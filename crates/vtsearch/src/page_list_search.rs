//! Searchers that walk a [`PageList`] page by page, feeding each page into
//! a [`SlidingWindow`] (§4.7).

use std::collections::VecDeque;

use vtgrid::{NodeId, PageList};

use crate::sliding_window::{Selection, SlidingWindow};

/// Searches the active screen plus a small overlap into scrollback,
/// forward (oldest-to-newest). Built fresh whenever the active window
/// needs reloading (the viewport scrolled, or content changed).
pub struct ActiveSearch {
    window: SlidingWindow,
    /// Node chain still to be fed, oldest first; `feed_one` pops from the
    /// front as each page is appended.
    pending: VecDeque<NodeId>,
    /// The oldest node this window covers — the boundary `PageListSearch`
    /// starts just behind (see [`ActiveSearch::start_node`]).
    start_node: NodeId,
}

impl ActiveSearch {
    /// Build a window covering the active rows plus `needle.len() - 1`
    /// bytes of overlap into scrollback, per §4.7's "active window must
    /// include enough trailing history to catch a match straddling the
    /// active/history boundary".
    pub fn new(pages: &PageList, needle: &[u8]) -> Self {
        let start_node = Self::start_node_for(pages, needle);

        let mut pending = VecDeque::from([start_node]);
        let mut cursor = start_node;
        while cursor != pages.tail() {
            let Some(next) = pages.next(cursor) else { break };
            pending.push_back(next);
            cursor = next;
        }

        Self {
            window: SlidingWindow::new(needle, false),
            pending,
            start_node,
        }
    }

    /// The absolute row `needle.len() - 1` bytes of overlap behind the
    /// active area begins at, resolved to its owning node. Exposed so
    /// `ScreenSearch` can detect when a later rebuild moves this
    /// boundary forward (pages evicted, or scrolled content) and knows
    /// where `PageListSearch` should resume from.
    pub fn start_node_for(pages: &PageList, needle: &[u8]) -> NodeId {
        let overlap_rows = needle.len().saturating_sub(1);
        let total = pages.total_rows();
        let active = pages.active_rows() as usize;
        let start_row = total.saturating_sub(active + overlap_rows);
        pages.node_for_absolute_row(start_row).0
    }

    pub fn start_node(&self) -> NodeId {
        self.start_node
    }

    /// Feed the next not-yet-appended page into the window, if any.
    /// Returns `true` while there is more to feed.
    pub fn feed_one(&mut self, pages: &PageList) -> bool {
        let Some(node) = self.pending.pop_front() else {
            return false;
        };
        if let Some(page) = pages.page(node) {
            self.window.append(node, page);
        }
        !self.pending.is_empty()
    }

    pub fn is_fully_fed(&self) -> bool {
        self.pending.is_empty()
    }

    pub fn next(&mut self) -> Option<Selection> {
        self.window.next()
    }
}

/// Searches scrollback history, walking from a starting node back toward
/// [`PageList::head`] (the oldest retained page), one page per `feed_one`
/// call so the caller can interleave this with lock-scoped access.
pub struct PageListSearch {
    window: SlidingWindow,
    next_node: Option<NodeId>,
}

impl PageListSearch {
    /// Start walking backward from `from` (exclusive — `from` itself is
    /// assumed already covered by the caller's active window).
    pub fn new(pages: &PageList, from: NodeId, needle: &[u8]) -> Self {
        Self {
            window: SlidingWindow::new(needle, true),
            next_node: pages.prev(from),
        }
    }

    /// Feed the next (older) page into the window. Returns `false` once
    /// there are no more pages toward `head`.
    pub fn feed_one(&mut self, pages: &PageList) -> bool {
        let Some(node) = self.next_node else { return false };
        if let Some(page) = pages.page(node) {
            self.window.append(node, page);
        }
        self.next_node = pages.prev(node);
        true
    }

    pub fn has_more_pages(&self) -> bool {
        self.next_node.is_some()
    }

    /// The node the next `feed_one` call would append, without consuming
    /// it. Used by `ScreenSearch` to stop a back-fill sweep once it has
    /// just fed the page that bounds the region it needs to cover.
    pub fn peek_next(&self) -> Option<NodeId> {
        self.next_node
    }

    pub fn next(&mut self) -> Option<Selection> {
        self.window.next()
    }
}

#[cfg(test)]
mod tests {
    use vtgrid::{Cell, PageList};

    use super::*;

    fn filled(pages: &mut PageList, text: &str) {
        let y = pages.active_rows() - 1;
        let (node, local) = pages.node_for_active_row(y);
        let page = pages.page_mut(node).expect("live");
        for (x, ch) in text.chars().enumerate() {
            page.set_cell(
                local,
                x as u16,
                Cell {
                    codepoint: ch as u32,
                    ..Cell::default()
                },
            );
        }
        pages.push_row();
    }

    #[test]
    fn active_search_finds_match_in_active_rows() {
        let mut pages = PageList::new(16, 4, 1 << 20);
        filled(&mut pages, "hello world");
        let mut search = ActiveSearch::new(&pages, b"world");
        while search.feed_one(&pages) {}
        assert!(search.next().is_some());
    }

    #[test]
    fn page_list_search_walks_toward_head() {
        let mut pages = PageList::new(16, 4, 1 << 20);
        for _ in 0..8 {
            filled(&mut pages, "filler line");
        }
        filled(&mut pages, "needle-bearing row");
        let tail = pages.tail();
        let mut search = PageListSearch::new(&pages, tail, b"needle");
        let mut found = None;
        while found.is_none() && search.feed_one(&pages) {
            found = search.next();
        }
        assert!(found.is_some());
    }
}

········

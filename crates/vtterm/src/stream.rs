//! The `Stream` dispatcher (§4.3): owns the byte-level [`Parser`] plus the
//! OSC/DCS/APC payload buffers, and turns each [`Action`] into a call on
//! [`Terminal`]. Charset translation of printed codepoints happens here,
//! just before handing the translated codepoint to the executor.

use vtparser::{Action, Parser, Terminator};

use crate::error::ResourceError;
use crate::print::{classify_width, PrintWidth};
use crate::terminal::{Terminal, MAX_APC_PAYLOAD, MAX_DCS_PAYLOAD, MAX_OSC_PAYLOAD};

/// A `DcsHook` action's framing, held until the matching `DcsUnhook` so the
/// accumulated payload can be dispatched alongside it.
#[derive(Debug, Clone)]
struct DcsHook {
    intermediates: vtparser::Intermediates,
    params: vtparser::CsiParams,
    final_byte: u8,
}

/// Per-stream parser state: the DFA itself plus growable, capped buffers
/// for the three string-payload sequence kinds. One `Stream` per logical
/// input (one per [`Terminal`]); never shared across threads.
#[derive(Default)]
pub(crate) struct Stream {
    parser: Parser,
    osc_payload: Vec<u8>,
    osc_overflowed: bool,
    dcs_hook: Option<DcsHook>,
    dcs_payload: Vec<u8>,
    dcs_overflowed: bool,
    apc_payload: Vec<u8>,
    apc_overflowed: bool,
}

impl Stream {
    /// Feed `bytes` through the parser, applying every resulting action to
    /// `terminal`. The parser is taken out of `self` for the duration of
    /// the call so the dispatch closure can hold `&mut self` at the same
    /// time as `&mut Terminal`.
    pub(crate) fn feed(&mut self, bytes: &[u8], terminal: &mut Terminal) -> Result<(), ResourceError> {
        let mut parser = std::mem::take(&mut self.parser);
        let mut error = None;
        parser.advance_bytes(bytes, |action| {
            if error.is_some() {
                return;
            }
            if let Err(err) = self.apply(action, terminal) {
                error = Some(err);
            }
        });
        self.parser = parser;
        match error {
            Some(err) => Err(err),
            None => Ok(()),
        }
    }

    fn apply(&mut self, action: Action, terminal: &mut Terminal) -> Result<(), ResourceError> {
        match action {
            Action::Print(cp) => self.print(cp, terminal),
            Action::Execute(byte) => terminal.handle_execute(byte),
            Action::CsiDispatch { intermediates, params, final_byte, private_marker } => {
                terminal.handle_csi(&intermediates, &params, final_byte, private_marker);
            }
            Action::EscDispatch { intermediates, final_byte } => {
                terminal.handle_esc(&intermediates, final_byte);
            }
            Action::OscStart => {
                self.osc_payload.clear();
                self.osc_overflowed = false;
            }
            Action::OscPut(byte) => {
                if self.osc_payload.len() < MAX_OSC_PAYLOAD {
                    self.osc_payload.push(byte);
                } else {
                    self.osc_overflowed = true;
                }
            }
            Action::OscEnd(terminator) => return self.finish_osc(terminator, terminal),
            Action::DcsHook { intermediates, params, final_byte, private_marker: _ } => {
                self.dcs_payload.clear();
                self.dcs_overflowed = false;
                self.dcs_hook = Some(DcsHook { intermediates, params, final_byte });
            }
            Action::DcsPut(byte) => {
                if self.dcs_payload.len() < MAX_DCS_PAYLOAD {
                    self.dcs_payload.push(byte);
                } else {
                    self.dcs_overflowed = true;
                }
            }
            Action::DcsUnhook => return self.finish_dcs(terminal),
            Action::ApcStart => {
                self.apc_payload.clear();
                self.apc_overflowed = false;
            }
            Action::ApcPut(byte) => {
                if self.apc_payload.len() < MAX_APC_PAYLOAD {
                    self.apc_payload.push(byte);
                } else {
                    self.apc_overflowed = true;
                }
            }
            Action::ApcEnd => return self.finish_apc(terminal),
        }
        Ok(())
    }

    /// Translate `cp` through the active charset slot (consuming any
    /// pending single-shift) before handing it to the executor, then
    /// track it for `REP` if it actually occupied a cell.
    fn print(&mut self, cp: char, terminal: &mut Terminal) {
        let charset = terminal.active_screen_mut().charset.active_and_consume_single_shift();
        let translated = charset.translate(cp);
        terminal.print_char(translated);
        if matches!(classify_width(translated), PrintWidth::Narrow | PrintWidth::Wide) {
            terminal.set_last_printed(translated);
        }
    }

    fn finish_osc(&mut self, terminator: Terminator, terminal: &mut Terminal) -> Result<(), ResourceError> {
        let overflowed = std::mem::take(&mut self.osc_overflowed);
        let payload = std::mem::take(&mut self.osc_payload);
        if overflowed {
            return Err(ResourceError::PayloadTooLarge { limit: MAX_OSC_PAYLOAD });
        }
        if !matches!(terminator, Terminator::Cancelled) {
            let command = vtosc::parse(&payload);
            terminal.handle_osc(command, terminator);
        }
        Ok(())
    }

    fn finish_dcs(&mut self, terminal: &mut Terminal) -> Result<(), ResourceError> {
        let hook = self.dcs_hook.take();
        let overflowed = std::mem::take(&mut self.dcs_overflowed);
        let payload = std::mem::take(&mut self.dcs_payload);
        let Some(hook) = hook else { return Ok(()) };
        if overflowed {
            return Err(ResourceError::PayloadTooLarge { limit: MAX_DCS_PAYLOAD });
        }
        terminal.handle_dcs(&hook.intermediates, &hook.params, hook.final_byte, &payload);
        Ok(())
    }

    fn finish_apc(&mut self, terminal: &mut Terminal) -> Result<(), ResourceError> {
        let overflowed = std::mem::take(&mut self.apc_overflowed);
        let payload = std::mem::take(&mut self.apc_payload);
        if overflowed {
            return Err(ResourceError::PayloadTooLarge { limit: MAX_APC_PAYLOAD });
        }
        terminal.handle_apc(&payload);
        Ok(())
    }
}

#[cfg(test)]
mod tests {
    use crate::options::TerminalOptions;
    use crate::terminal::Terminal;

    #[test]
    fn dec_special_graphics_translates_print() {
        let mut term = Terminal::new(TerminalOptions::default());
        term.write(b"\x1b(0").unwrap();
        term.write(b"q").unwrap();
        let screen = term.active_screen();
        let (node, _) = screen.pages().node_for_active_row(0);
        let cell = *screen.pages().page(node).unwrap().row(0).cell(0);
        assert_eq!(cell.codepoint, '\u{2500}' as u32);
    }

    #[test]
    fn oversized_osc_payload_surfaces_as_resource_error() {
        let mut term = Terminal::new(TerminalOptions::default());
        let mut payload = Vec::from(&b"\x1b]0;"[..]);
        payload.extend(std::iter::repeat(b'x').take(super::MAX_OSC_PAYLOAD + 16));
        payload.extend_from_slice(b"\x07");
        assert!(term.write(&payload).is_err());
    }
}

········

» **Instructions for the task**
Number of lines in the records above holding the word "needs": state it and nothing else.

» **Exercise solution**
2